En 1953, ya muerta Evita y acabada la era de bonanza, Perón convocó a una campaña de incentivo a la inventiva popular aplicada a la industria. Ello comportaba una inversión de la tradición ilustrada en tanto asumía que en el pueblo hay un saber eficaz equiparable al producido por los sectores con acceso a educación superior. Miles de cartas llegaron ofreciendo los más variados productos de la imaginación técnica destinados a la grandeza de la nación y el bienestar colectivo. Perón repetía así el gesto de su abuelo, que había sido el creador de la Oficina de Patentes desde la que instigó a la invención de métodos de conservación de la carne dado que el saladero no lograba, con su tecnología rudimentaria, abastecer al creciente mercado exterior. Por otra parte, Tomás Perón fue el primer presidente de la Sociedad de Inventores. En 1873 había investigado las propiedades curativas del quebracho blanco en Santiago del Estero; antifebril y antiséptico, su descubrimiento fue reconocido poco después en Alemania por quien aisló el alcaloide.

Según la biografía escrita en 1953 por Vicente Cutolo, prologada por el Ministro de Salud Santiago Carrillo, Perón se contaba entre los primeros médicos legistas que realizaron peritajes judiciales. Tuvo a su cargo la primera cátedra de Medicina Legal y publicó sobre temas como el envenenamiento con estricninia y morfina, el aborto y el infanticidio. “Llegaba a clase con paso torpe, macilento, la tez encendida, los ojos febriles; pero cuando retomaba el hilo de la exposición con el fervor de la cátedra era como si cobrase aquella arrogancia viril de los años mozos que iluminaba de nuevo su rostro, en el que lucía la frente muy amplia, la tez fina, herencia nórdica de la madre, los ojos expresivos, brillantes” -escribe un alumno.

Impedido de continuar trabajando, tras 24 años de servicio Sarmiento le concedió una temprana jubilación. Distinguido como médico, químico, docente y político, se retiró a su casa quinta de Ramos Mejía, donde se abocó al estudio y la práctica de la botánica, siendo de los primeros en dedicarse a esa disciplina de manera científica. Se dice que poseía la colección de rosas más completa de América. Un siglo después, en Puerta de Hierro, su nieto lo emulaba cultivando rosales, afición melancólica que, gustaba recordar, había heredado de su antepasado.

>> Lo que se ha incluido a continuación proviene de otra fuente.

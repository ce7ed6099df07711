//! ASCII Tecplot exports: one frame per time step, each a quad zone written
//! variable by variable, followed by its cell connectivity.

pub mod arrays;
pub mod connectivity;
pub mod cursor;
pub mod frame;
pub mod zone_header;

pub use arrays::ArrayReader;
pub use connectivity::ConnectivityReader;
pub use cursor::TextCursor;
pub use frame::{FrameReader, FrameStage, TecplotParser};
pub use zone_header::{FrameHeader, ZoneHeaderParser};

Tomás Liberato Perón falleció el 1 de febrero de 1889. El primero de sus tres hijos, Mario Tomás, padre de Juan Domingo, había nacido en el ‘67 de su relación con Dominga Dutey, una viuda de origen francés, madre de dos hijas, con quien se casará poco antes de morir. Mario, también de salud frágil, será llevado a vivir al campo de Eulogio del Marmol, intendente de Lobos y socio de su padre, quien le obsequiará al ilustre médico el cráneo de Juan Moreira, asesinado allí en 1874. Lo curioso es que los abuelos maternos de Perón, Mercedes Toledo y Juan Ireneo Sosa, habían dado amparo a Moreira en Lobos mucho antes de que su hija Juana se vinculara al Dr. Perón, que atendía pacientes en Baradero, Quilmes, Azul y Roque Pérez, nombre de su amigo muerto durante la fiebre amarilla y cuna del futuro presidente. Mario, padre del general, donó el cráneo al Museo de Luján. De niño, Juan Domingo asustaba con la calavera a sus tías. En los años setenta, merced a la película de Leonardo Fabio, Juan Moreira será el símbolo la rebelión popular contra la injusticia. Peronista, claro.